Cordillo v. Industrial Commission

THIS is a proceeding under the Workmen's Compensation Act in which plaintiffs in error, respectively the widow (since remarried) and the minor child of Val Clark, deceased, as claimants, seek the reversal of a judgment of the district court which affirmed an award of the Industrial Commission denying death benefits to claimants. As stated by counsel for claimants, the sole question before us is whether there is a competent evidence in the record to sustain the commission's findings. It is unquestioned that on February 27, 1940, while in the regular employment of defendant in error employer, decedent was engaged in welding and repairing the teeth of a large geared drum, in which process a bar he was using to move the drum, slipped and struck him a forceful blow in the region of his rights groin. In the mishap decedent also sustained a sprained back. Immediately thereafter he experienced severe pain and nausea, could not resume his work, and never returned to such employment. He did, however, in March, 1940, accept employment with another concern at Bonanza, Colorado, supervising the installation of mining machinery, in which he continued until he was hospitalized in Salida on April 15, 1940. He remained in the hospital until his death on July 25, 1940, which, as is uncontroverted, resulted from multiple abscesses in his lungs and liver, primarily due to thrombophlebitis — the formation of a blood clot in a blood vessel with a secondary inflammation of the veins.

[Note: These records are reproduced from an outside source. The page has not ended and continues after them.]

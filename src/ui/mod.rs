//! UI module for rendering the TUI

mod components;
mod forms;
mod home;
mod layout;

use crate::app::App;
use crate::state::View;
use components::{render_confirm_dialog, render_error_dialog, render_notice_dialog};
use ratatui::Frame;

/// Main draw function
pub fn draw(frame: &mut Frame, app: &App) {
    let main_area = layout::create_layout(frame.area());

    match app.state.current_view {
        View::Home => home::draw(frame, main_area, app),
        View::Compose => forms::draw_compose(frame, main_area, app),
    }

    layout::draw_status_bar(frame, app);

    // Modal overlays, most urgent last so it ends up on top
    if let Some(pending) = &app.state.pending_submit {
        render_confirm_dialog(frame, pending, app.state.compose.draft.title.text());
    }
    if let Some(notice) = app.state.current_notice() {
        render_notice_dialog(frame, notice);
    }
    if let Some(error) = app.state.current_error() {
        render_error_dialog(frame, error);
    }
}
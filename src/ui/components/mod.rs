//! Reusable UI components

mod button;
mod dialog;

pub use button::{render_button, BUTTON_HEIGHT};
pub use dialog::{render_confirm_dialog, render_error_dialog, render_notice_dialog};
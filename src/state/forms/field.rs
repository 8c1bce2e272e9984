//! Editable text buffer with an explicit cursor and selection

use std::ops::Range;

/// A single text input.
///
/// Positions are char indices, never byte offsets, so multi-byte input
/// (Hangul, emoji) can be edited without splitting a code point.
#[derive(Debug, Clone, Default, PartialEq, Eq)]
pub struct TextInput {
    text: String,
    cursor: usize,
    anchor: Option<usize>,
    /// Set once the input has received focus. Until then there is no
    /// cursor context to splice into.
    has_cursor: bool,
}

impl TextInput {
    pub fn text(&self) -> &str {
        &self.text
    }

    pub fn is_empty(&self) -> bool {
        self.text.is_empty()
    }

    pub fn len_chars(&self) -> usize {
        self.text.chars().count()
    }

    pub fn cursor(&self) -> usize {
        self.cursor
    }

    pub fn has_cursor(&self) -> bool {
        self.has_cursor
    }

    /// Mark the input as focused, establishing a cursor context
    pub fn focus(&mut self) {
        self.has_cursor = true;
    }

    pub fn clear(&mut self) {
        self.text.clear();
        self.cursor = 0;
        self.anchor = None;
    }

    /// The current selection, or an empty range at the cursor.
    /// `None` when the input has never been focused.
    pub fn selection(&self) -> Option<Range<usize>> {
        if !self.has_cursor {
            return None;
        }
        Some(self.selected_range())
    }

    fn selected_range(&self) -> Range<usize> {
        match self.anchor {
            Some(anchor) if anchor < self.cursor => anchor..self.cursor,
            Some(anchor) => self.cursor..anchor,
            None => self.cursor..self.cursor,
        }
    }

    fn has_selection(&self) -> bool {
        self.anchor.is_some_and(|a| a != self.cursor)
    }

    /// Replace the chars in `range` with `replacement` and place the
    /// cursor right after the inserted text
    pub fn replace_range(&mut self, range: Range<usize>, replacement: &str) {
        let len = self.len_chars();
        let start = range.start.min(len);
        let end = range.end.clamp(start, len);
        let start_byte = byte_offset(&self.text, start);
        let end_byte = byte_offset(&self.text, end);
        self.text.replace_range(start_byte..end_byte, replacement);
        self.cursor = start + replacement.chars().count();
        self.anchor = None;
    }

    /// Type a string at the cursor, replacing any selection
    pub fn insert_str(&mut self, s: &str) {
        let range = self.selected_range();
        self.replace_range(range, s);
    }

    pub fn insert_char(&mut self, c: char) {
        let mut buf = [0u8; 4];
        self.insert_str(c.encode_utf8(&mut buf));
    }

    /// Delete the selection, or the char before the cursor
    pub fn backspace(&mut self) {
        if self.has_selection() {
            let range = self.selected_range();
            self.replace_range(range, "");
        } else if self.cursor > 0 {
            self.replace_range(self.cursor - 1..self.cursor, "");
        }
    }

    /// Delete the selection, or the char under the cursor
    pub fn delete(&mut self) {
        if self.has_selection() {
            let range = self.selected_range();
            self.replace_range(range, "");
        } else if self.cursor < self.len_chars() {
            self.replace_range(self.cursor..self.cursor + 1, "");
        }
    }

    pub fn move_left(&mut self, extend: bool) {
        self.begin_motion(extend);
        self.cursor = self.cursor.saturating_sub(1);
    }

    pub fn move_right(&mut self, extend: bool) {
        self.begin_motion(extend);
        self.cursor = (self.cursor + 1).min(self.len_chars());
    }

    /// Move to the start of the current line
    pub fn move_home(&mut self, extend: bool) {
        self.begin_motion(extend);
        let before: Vec<char> = self.text.chars().take(self.cursor).collect();
        self.cursor = before
            .iter()
            .rposition(|&c| c == '\n')
            .map_or(0, |i| i + 1);
    }

    /// Move to the end of the current line
    pub fn move_end(&mut self, extend: bool) {
        self.begin_motion(extend);
        let offset = self
            .text
            .chars()
            .skip(self.cursor)
            .position(|c| c == '\n');
        self.cursor = match offset {
            Some(n) => self.cursor + n,
            None => self.len_chars(),
        };
    }

    /// Move to the same column on the previous line, or to the start of
    /// the text from the first line
    pub fn move_up(&mut self, extend: bool) {
        self.begin_motion(extend);
        let (line, col) = self.line_col();
        self.cursor = match line.checked_sub(1) {
            Some(prev) => {
                let (start, len) = self.line_spans()[prev];
                start + col.min(len)
            }
            None => 0,
        };
    }

    /// Move to the same column on the next line, or to the end of the
    /// text from the last line
    pub fn move_down(&mut self, extend: bool) {
        self.begin_motion(extend);
        let (line, col) = self.line_col();
        self.cursor = match self.line_spans().get(line + 1) {
            Some(&(start, len)) => start + col.min(len),
            None => self.len_chars(),
        };
    }

    /// Line and column of the cursor
    fn line_col(&self) -> (usize, usize) {
        self.text
            .chars()
            .take(self.cursor)
            .fold((0, 0), |(line, col), c| {
                if c == '\n' {
                    (line + 1, 0)
                } else {
                    (line, col + 1)
                }
            })
    }

    /// Start index and length of every line, in chars
    fn line_spans(&self) -> Vec<(usize, usize)> {
        let mut spans = Vec::new();
        let mut start = 0;
        for line in self.text.split('\n') {
            let len = line.chars().count();
            spans.push((start, len));
            start += len + 1;
        }
        spans
    }

    fn begin_motion(&mut self, extend: bool) {
        if extend {
            if self.anchor.is_none() {
                self.anchor = Some(self.cursor);
            }
        } else {
            self.anchor = None;
        }
    }

    /// Re-clamp cursor and anchor after the text changed underneath them
    pub fn clamp(&mut self) {
        let len = self.len_chars();
        self.cursor = self.cursor.min(len);
        self.anchor = self.anchor.map(|a| a.min(len));
    }

    /// Overwrite the text without touching cursor state beyond clamping
    pub(crate) fn replace_text(&mut self, text: String) {
        self.text = text;
        self.clamp();
    }
}

/// Programmatic setup of an input's contents and cursor
#[allow(dead_code)]
impl TextInput {
    pub fn new() -> Self {
        Self::default()
    }

    /// Create an input holding `text` with the cursor at the end
    pub fn with_text(text: &str) -> Self {
        let mut input = Self::new();
        input.set_text(text);
        input
    }

    /// Replace the whole text. Cursor moves to the end, selection is dropped.
    pub fn set_text(&mut self, text: &str) {
        self.text = text.to_string();
        self.cursor = self.len_chars();
        self.anchor = None;
    }

    /// Move the cursor, clamped to the text length. Drops any selection.
    pub fn set_cursor(&mut self, pos: usize) {
        self.cursor = pos.min(self.len_chars());
        self.anchor = None;
    }

    /// Select `range` (char indices), leaving the cursor at its end
    pub fn select(&mut self, range: Range<usize>) {
        let len = self.len_chars();
        self.anchor = Some(range.start.min(len));
        self.cursor = range.end.min(len);
    }
}

/// Byte offset of the `char_idx`-th char, or the text length past the end
pub fn byte_offset(s: &str, char_idx: usize) -> usize {
    s.char_indices()
        .nth(char_idx)
        .map_or(s.len(), |(byte, _)| byte)
}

For claimants it was testified, and not denied, that previous to the accident of February 27, decedent, aged thirty-one years at the time of his death, appeared to be in good health, but that thereafter until the time of his passing he progressively and rapidly lost weight and constantly complained of suffering from pain. *Page 583

The commission found that from an anatomical and pathological standpoint the thrombophlebitis, which led to the formation of the multiple abscesses in the lungs and liver of decedent and finally resulted in his death, could not have been caused by the injuries he sustained in the accident of February 27, and so concluded that his death was not occasioned by an accident occurring in the course of his employment.

[1, 2] The physician who attended decedent during his last hospitalization, testified that in his opinion the death was directly attributable to the accident of February 27, while two other physicians, testifying hypothetically from the evidence in the record, including the report of an autopsy and hospital records, stated that in their opinion it was not, and in support of this view expressed the reasons incorporated in the findings of the commission. Another physician, who participated in treating the decedent during his confinement in the Salida hospital, testified that it would be questionable whether the accident of February 27 was the cause of the death. Obviously, the controlling question was one which must be determined from expert medical testimony. That such testimony may be considered as substantial, credible evidence is well established in this jurisdiction (Skjoldahl v. Industrial Commission,108 Colo. 140, 113 P.2d 871; Iron Works v. Radovich,94 Colo. 426, 30 P.2d 1108), and the weight thereof is a matter exclusively for the commission (Public ServiceCo. v. Industrial Commission, 89 Colo. 440, 3 P.2d 799). In this situation, following a long and unbroken line of decisions, we cannot set aside an award of the Industrial Commission based on conflicting evidence of this nature. See, Black Forest Fox Ranch, Inc. v. Garrett,110 Colo. 323, 134 P.2d 332, and Skjoldahl v.Industrial Commission, supra.